However, it was reported that the addition of 1% and 2% by weight of ZnO NPs into GIC did not exhibit anti-microbial activity against strains of S. mutans. This might be attributed to the inherent anti-bacterial property of the cement (Garcia et al., 2017). The incorporation of nano-spherical and nano-flower ZnO NPs to GIC was found to decrease the surface hardness, without affecting the flexural strength while incorporation of nano-rod ZnO NPs had no effect on the mechanical properties (Panahandeh et al., 2018). In another study done by Wang et al., it was reported that with the increase in the quantity of ZnO NPs, there was a decrease in the mechanical properties of dental composite resins, with the exception of flexural strength, which may be attributed to the agglomeration of the nanoparticles (Wang et al., 2019).
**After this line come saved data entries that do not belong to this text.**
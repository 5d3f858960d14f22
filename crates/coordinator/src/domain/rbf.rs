use serde::Deserialize;
use serde_json::json;

use crate::{
    domain::{pst, store::OrderStore},
    errors::AppError,
    infra::rpc::WalletRpcClient,
};

#[derive(Debug, Deserialize)]
struct BumpFeeResult {
    psbt: String,
}

/// `POST /tx/bumpfee`: asks the wallet to fee-bump the order's current `payout_txid`,
/// staging the result as a nested signing round (`rbf_signing`).
pub async fn bumpfee(
    store: &OrderStore,
    rpc: &WalletRpcClient,
    order_id: &str,
    target_conf: i64,
) -> Result<String, AppError> {
    let order = store
        .get_order(order_id)
        .await?
        .ok_or_else(|| AppError::NotFound(format!("order {order_id} not found")))?;
    let txid = order
        .payout_txid
        .ok_or_else(|| AppError::Validation("order has no payout_txid to bump".to_string()))?;

    let result: BumpFeeResult = rpc
        .call(
            "bumpfee",
            json!([txid, {"conf_target": target_conf, "psbt": true}]),
        )
        .await?;

    store.start_rbf(order_id, &result.psbt).await?;
    Ok(result.psbt)
}

/// `POST /tx/bumpfee/finalize`: validates the signed bump PST against the staged one and
/// the order's output commitment, then broadcasts and restores the order's prior state.
pub async fn bumpfee_finalize(
    store: &OrderStore,
    rpc: &WalletRpcClient,
    order_id: &str,
    signed_psbt: &str,
) -> Result<String, AppError> {
    let staged = store
        .get_rbf_psbt(order_id)
        .await?
        .ok_or_else(|| AppError::Validation("no rbf round in progress".to_string()))?;

    let staged_inputs = pst::input_outpoints(rpc, &staged).await?;
    let signed_inputs = pst::input_outpoints(rpc, signed_psbt).await?;
    if staged_inputs != signed_inputs {
        return Err(AppError::Validation(
            "bumpfee finalize inputs do not match the staged rbf psbt".to_string(),
        ));
    }
    if !pst::all_inputs_replaceable(rpc, signed_psbt).await? {
        return Err(AppError::RbfDisabled);
    }

    let finalize_result = pst::finalize(
        store,
        rpc,
        Some(order_id),
        signed_psbt,
        crate::domain::state_machine::OrderState::Completed,
    )
    .await?;

    let txid: String = rpc
        .call("sendrawtransaction", json!([finalize_result.hex]))
        .await?;

    store.set_payout_txid(order_id, &txid).await?;
    store.clear_rbf(order_id).await?;
    Ok(txid)
}
use std::{net::SocketAddr, sync::Arc};

use axum::{
    body::Body,
    extract::{ConnectInfo, State},
    http::Request,
    middleware::Next,
    response::Response,
};

use crate::{api::auth::API_KEY_HEADER, errors::AppError, startup::AppState};

/// Keyed by api-key when present, falling back to the remote address.
pub async fn rate_limit(
    State(state): State<Arc<AppState>>,
    ConnectInfo(addr): ConnectInfo<SocketAddr>,
    req: Request<Body>,
    next: Next,
) -> Result<Response, AppError> {
    let key = req
        .headers()
        .get(API_KEY_HEADER)
        .and_then(|v| v.to_str().ok())
        .map(|s| s.to_string())
        .unwrap_or_else(|| addr.ip().to_string());

    if state.rate_limiter.try_acquire(&key) {
        Ok(next.run(req).await)
    } else {
        Err(AppError::RateLimited)
    }
}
In a systematic review by Arun et al., on the anti-bacterial properties of composite material incorporated with ZnO NPs, it was concluded that the material is unlikely to present a clinical advantage due to the short lifetime of anti-bacterial properties and the poor results against multi-species biofilms (Arun et al., 2021).
The applications of ZnO NPs in endodontics are diverse. In a study by Jowkar et al., When incorporated in EDTA solution for irrigation, the fracture resistance of the roots was enhanced (Jowkar et al., 2020a). In a study done by Aguiar et al., it was reported that these NPs promoted alkalinization and action against E. faecalis when used as an intracanal medicament along with calcium hydroxide NPs and chlorhexidine (Aguiar et al., 2015). ZnO NPs when used as an sealer after endodontic therapy was found to exhibit excellent sealing efficacy along with remineralization of the radicular dentin thereby strengthening the tooth (Toledano et al., 2020). It was also reported that ZnO NPs brought about a reduction in the apical microleakage when used as a nano-sealer in endodontics (Javidi et al., 2014). It also significantly improved the penetration depth into the dentinal tubules (Elkateb et al., 2015). Pristine gutta percha cones that were pre-treated argon plasma treatment and coated with ZnO NPs were found to exhibit antibacterial activity against S. aureus and E. fecalis which provides an excellent hermetic seal thereby reducing chances of reinfection and subsequent endodontic failure (Alves et al., 2018).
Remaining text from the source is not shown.